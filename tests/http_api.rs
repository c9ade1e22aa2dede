//! HTTP surface integration tests
//!
//! Exercises the real router, access guard, and mutation service end to end
//! with in-memory stores. Covers the guard's rejection behavior, the
//! identity endpoints, the task CRUD flows, and the mutate-then-broadcast
//! contract as observed from a hub subscriber.

mod common;

use axum::http::StatusCode;
use pretty_assertions::assert_eq;
use serde_json::{json, Value};
use uuid::Uuid;

use boardsync::realtime::event::TaskEventKind;

use common::{bearer_for, test_server};

#[tokio::test]
async fn test_root_greeting_is_unguarded() {
    let (server, _) = test_server();

    let response = server.get("/").await;
    assert_eq!(response.status_code(), StatusCode::OK);
    assert_eq!(response.text(), "BoardSync server is running");
}

#[tokio::test]
async fn test_task_routes_reject_missing_credential() {
    let (server, events) = test_server();
    let mut rx = events.subscribe();
    let id = Uuid::new_v4();

    let responses = vec![
        server.get("/tasks").await,
        server.post("/tasks").json(&json!({"title": "x"})).await,
        server
            .put(&format!("/tasks/{id}"))
            .json(&json!({"status": "done"}))
            .await,
        server.delete(&format!("/tasks/{id}")).await,
    ];

    for response in responses {
        assert_eq!(response.status_code(), StatusCode::UNAUTHORIZED);
        let body: Value = response.json();
        assert_eq!(body, json!({ "error": "No token provided" }));
    }

    // A rejected call has no observable side effect.
    assert!(rx.try_recv().is_err());
}

#[tokio::test]
async fn test_task_routes_reject_invalid_token() {
    let (server, _) = test_server();

    let response = server
        .get("/tasks")
        .add_header("Authorization", "Bearer not.a.token")
        .await;

    assert_eq!(response.status_code(), StatusCode::UNAUTHORIZED);
    let body: Value = response.json();
    assert_eq!(body, json!({ "error": "Invalid token" }));
}

#[tokio::test]
async fn test_jwt_endpoint_sets_cookie() {
    let (server, _) = test_server();

    let response = server
        .post("/jwt")
        .json(&json!({"email": "a@example.com", "name": "A"}))
        .await;

    assert_eq!(response.status_code(), StatusCode::OK);
    let body: Value = response.json();
    assert_eq!(body, json!({ "success": true }));

    let cookie = response.header("set-cookie");
    let cookie = cookie.to_str().unwrap();
    assert!(cookie.starts_with("token="));
    assert!(cookie.contains("HttpOnly"));
}

#[tokio::test]
async fn test_jwt_endpoint_requires_email() {
    let (server, _) = test_server();

    let response = server.post("/jwt").json(&json!({"name": "A"})).await;
    assert_eq!(response.status_code(), StatusCode::BAD_REQUEST);
}

#[tokio::test]
async fn test_register_then_duplicate() {
    let (server, _) = test_server();

    let response = server
        .post("/users")
        .json(&json!({"email": "new@example.com", "name": "New"}))
        .await;
    assert_eq!(response.status_code(), StatusCode::CREATED);
    let body: Value = response.json();
    assert_eq!(body["message"], json!("User created successfully"));
    assert!(body.get("userId").is_some());

    let response = server
        .post("/users")
        .json(&json!({"email": "new@example.com", "name": "Again"}))
        .await;
    assert_eq!(response.status_code(), StatusCode::BAD_REQUEST);
    let body: Value = response.json();
    assert_eq!(body, json!({ "error": "User already exists" }));
}

#[tokio::test]
async fn test_create_update_delete_flow_with_broadcasts() {
    let (server, events) = test_server();
    let auth = bearer_for("a@example.com");
    let mut rx = events.subscribe();

    // Create: response carries assigned id and timestamp, observers get the
    // same task.
    let response = server
        .post("/tasks")
        .add_header("Authorization", auth.as_str())
        .json(&json!({"title": "Write spec"}))
        .await;
    assert_eq!(response.status_code(), StatusCode::OK);
    let created: Value = response.json();
    assert_eq!(created["title"], json!("Write spec"));
    let id = created["id"].as_str().unwrap().to_string();
    let timestamp = created["timestamp"].as_str().unwrap().to_string();

    let event = rx.try_recv().unwrap();
    assert_eq!(event.event, TaskEventKind::TaskAdded);
    assert_eq!(event.data["id"], json!(id));
    assert_eq!(event.data["title"], json!("Write spec"));

    // Update: observers see what changed; the list shows the merge with the
    // original timestamp untouched.
    let response = server
        .put(&format!("/tasks/{id}"))
        .add_header("Authorization", auth.as_str())
        .json(&json!({"status": "done"}))
        .await;
    assert_eq!(response.status_code(), StatusCode::OK);
    let body: Value = response.json();
    assert_eq!(body, json!({ "message": "Task updated" }));

    let event = rx.try_recv().unwrap();
    assert_eq!(event.event, TaskEventKind::TaskUpdated);
    assert_eq!(event.data, json!({ "id": id, "status": "done" }));

    let response = server
        .get("/tasks")
        .add_header("Authorization", auth.as_str())
        .await;
    assert_eq!(response.status_code(), StatusCode::OK);
    let tasks: Vec<Value> = response.json();
    assert_eq!(tasks.len(), 1);
    assert_eq!(tasks[0]["status"], json!("done"));
    assert_eq!(tasks[0]["timestamp"], json!(timestamp));

    // Delete: observers get the bare id; a second delete is NotFound and
    // announces nothing.
    let response = server
        .delete(&format!("/tasks/{id}"))
        .add_header("Authorization", auth.as_str())
        .await;
    assert_eq!(response.status_code(), StatusCode::OK);
    let body: Value = response.json();
    assert_eq!(body, json!({ "message": "Task deleted" }));

    let event = rx.try_recv().unwrap();
    assert_eq!(event.event, TaskEventKind::TaskDeleted);
    assert_eq!(event.data, json!(id));

    let response = server
        .delete(&format!("/tasks/{id}"))
        .add_header("Authorization", auth.as_str())
        .await;
    assert_eq!(response.status_code(), StatusCode::NOT_FOUND);
    assert!(rx.try_recv().is_err());

    let response = server
        .get("/tasks")
        .add_header("Authorization", auth.as_str())
        .await;
    let tasks: Vec<Value> = response.json();
    assert!(tasks.is_empty());
}

#[tokio::test]
async fn test_update_with_malformed_id_is_bad_request() {
    let (server, _) = test_server();

    let response = server
        .put("/tasks/not-a-uuid")
        .add_header("Authorization", bearer_for("a@example.com").as_str())
        .json(&json!({"status": "done"}))
        .await;

    assert_eq!(response.status_code(), StatusCode::BAD_REQUEST);
    let body: Value = response.json();
    assert_eq!(body, json!({ "error": "Invalid task id" }));
}

#[tokio::test]
async fn test_websocket_handshake_rejected_without_token() {
    let (server, _) = test_server();

    // Upgrade headers satisfy the WebSocket extractor, so the rejection we
    // observe is the guard's, not the transport's.
    let response = server
        .get("/ws")
        .add_header("connection", "upgrade")
        .add_header("upgrade", "websocket")
        .add_header("sec-websocket-version", "13")
        .add_header("sec-websocket-key", "dGhlIHNhbXBsZSBub25jZQ==")
        .await;

    assert_eq!(response.status_code(), StatusCode::UNAUTHORIZED);
    let body: Value = response.json();
    assert_eq!(body, json!({ "error": "No token provided" }));
}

## What to work on
All of the records above are to be copied exactly.

## Output for this task
filename tests/http_api.rs
repository c9ade1e22aa2dede
//! HTTP surface integration tests
//!
//! Exercises the real router, access guard, and mutation service end to end
//! with in-memory stores. Covers the guard's rejection behavior, the
//! identity endpoints, the task CRUD flows, and the mutate-then-broadcast
//! contract as observed from a hub subscriber.

mod common;

use axum::http::StatusCode;
use pretty_assertions::assert_eq;
use serde_json::{json, Value};
use uuid::Uuid;

use boardsync::realtime::event::TaskEventKind;

use common::{bearer_for, test_server};

#[tokio::test]
async fn test_root_greeting_is_unguarded() {
    let (server, _) = test_server();

    let response = server.get("/").await;
    assert_eq!(response.status_code(), StatusCode::OK);
    assert_eq!(response.text(), "BoardSync server is running");
}

#[tokio::test]
async fn test_task_routes_reject_missing_credential() {
    let (server, events) = test_server();
    let mut rx = events.subscribe();
    let id = Uuid::new_v4();

    let responses = vec![
        server.get("/tasks").await,
        server.post("/tasks").json(&json!({"title": "x"})).await,
        server
            .put(&format!("/tasks/{id}"))
            .json(&json!({"status": "done"}))
            .await,
        server.delete(&format!("/tasks/{id}")).await,
    ];

    for response in responses {
        assert_eq!(response.status_code(), StatusCode::UNAUTHORIZED);
        let body: Value = response.json();
        assert_eq!(body, json!({ "error": "No token provided" }));
    }

    // A rejected call has no observable side effect.
    assert!(rx.try_recv().is_err());
}

#[tokio::test]
async fn test_task_routes_reject_invalid_token() {
    let (server, _) = test_server();

    let response = server
        .get("/tasks")
        .add_header("Authorization", "Bearer not.a.token")
        .await;

    assert_eq!(response.status_code(), StatusCode::UNAUTHORIZED);
    let body: Value = response.json();
    assert_eq!(body, json!({ "error": "Invalid token" }));
}

#[tokio::test]
async fn test_jwt_endpoint_sets_cookie() {
    let (server, _) = test_server();

    let response = server
        .post("/jwt")
        .json(&json!({"email": "a@example.com", "name": "A"}))
        .await;

    assert_eq!(response.status_code(), StatusCode::OK);
    let body: Value = response.json();
    assert_eq!(body, json!({ "success": true }));

    let cookie = response.header("set-cookie");
    let cookie = cookie.to_str().unwrap();
    assert!(cookie.starts_with("token="));
    assert!(cookie.contains("HttpOnly"));
}

#[tokio::test]
async fn test_jwt_endpoint_requires_email() {
    let (server, _) = test_server();

    let response = server.post("/jwt").json(&json!({"name": "A"})).await;
    assert_eq!(response.status_code(), StatusCode::BAD_REQUEST);
}

#[tokio::test]
async fn test_register_then_duplicate() {
    let (server, _) = test_server();

    let response = server
        .post("/users")
        .json(&json!({"email": "new@example.com", "name": "New"}))
        .await;
    assert_eq!(response.status_code(), StatusCode::CREATED);
    let body: Value = response.json();
    assert_eq!(body["message"], json!("User created successfully"));
    assert!(body.get("userId").is_some());

    let response = server
        .post("/users")
        .json(&json!({"email": "new@example.com", "name": "Again"}))
        .await;
    assert_eq!(response.status_code(), StatusCode::BAD_REQUEST);
    let body: Value = response.json();
    assert_eq!(body, json!({ "error": "User already exists" }));
}

#[tokio::test]
async fn test_create_update_delete_flow_with_broadcasts() {
    let (server, events) = test_server();
    let auth = bearer_for("a@example.com");
    let mut rx = events.subscribe();

    // Create: response carries assigned id and timestamp, observers get the
    // same task.
    let response = server
        .post("/tasks")
        .add_header("Authorization", auth.as_str())
        .json(&json!({"title": "Write spec"}))
        .await;
    assert_eq!(response.status_code(), StatusCode::OK);
    let created: Value = response.json();
    assert_eq!(created["title"], json!("Write spec"));
    let id = created["id"].as_str().unwrap().to_string();
    let timestamp = created["timestamp"].as_str().unwrap().to_string();

    let event = rx.try_recv().unwrap();
    assert_eq!(event.event, TaskEventKind::TaskAdded);
    assert_eq!(event.data["id"], json!(id));
    assert_eq!(event.data["title"], json!("Write spec"));

    // Update: observers see what changed; the list shows the merge with the
    // original timestamp untouched.
    let response = server
        .put(&format!("/tasks/{id}"))
        .add_header("Authorization", auth.as_str())
        .json(&json!({"status": "done"}))
        .await;
    assert_eq!(response.status_code(), StatusCode::OK);
    let body: Value = response.json();
    assert_eq!(body, json!({ "message": "Task updated" }));

    let event = rx.try_recv().unwrap();
    assert_eq!(event.event, TaskEventKind::TaskUpdated);
    assert_eq!(event.data, json!({ "id": id, "status": "done" }));

    let response = server
        .get("/tasks")
        .add_header("Authorization", auth.as_str())
        .await;
    assert_eq!(response.status_code(), StatusCode::OK);
    let tasks: Vec<Value> = response.json();
    assert_eq!(tasks.len(), 1);
    assert_eq!(tasks[0]["status"], json!("done"));
    assert_eq!(tasks[0]["timestamp"], json!(timestamp));

    // Delete: observers get the bare id; a second delete is NotFound and
    // announces nothing.
    let response = server
        .delete(&format!("/tasks/{id}"))
        .add_header("Authorization", auth.as_str())
        .await;
    assert_eq!(response.status_code(), StatusCode::OK);
    let body: Value = response.json();
    assert_eq!(body, json!({ "message": "Task deleted" }));

    let event = rx.try_recv().unwrap();
    assert_eq!(event.event, TaskEventKind::TaskDeleted);
    assert_eq!(event.data, json!(id));

    let response = server
        .delete(&format!("/tasks/{id}"))
        .add_header("Authorization", auth.as_str())
        .await;
    assert_eq!(response.status_code(), StatusCode::NOT_FOUND);
    assert!(rx.try_recv().is_err());

    let response = server
        .get("/tasks")
        .add_header("Authorization", auth.as_str())
        .await;
    let tasks: Vec<Value> = response.json();
    assert!(tasks.is_empty());
}

#[tokio::test]
async fn test_update_with_malformed_id_is_bad_request() {
    let (server, _) = test_server();

    let response = server
        .put("/tasks/not-a-uuid")
        .add_header("Authorization", bearer_for("a@example.com").as_str())
        .json(&json!({"status": "done"}))
        .await;

    assert_eq!(response.status_code(), StatusCode::BAD_REQUEST);
    let body: Value = response.json();
    assert_eq!(body, json!({ "error": "Invalid task id" }));
}

#[tokio::test]
async fn test_websocket_handshake_rejected_without_token() {
    let (server, _) = test_server();

    // Upgrade headers satisfy the WebSocket extractor, so the rejection we
    // observe is the guard's, not the transport's.
    let response = server
        .get("/ws")
        .add_header("connection", "upgrade")
        .add_header("upgrade", "websocket")
        .add_header("sec-websocket-version", "13")
        .add_header("sec-websocket-key", "dGhlIHNhbXBsZSBub25jZQ==")
        .await;

    assert_eq!(response.status_code(), StatusCode::UNAUTHORIZED);
    let body: Value = response.json();
    assert_eq!(body, json!({ "error": "No token provided" }));
}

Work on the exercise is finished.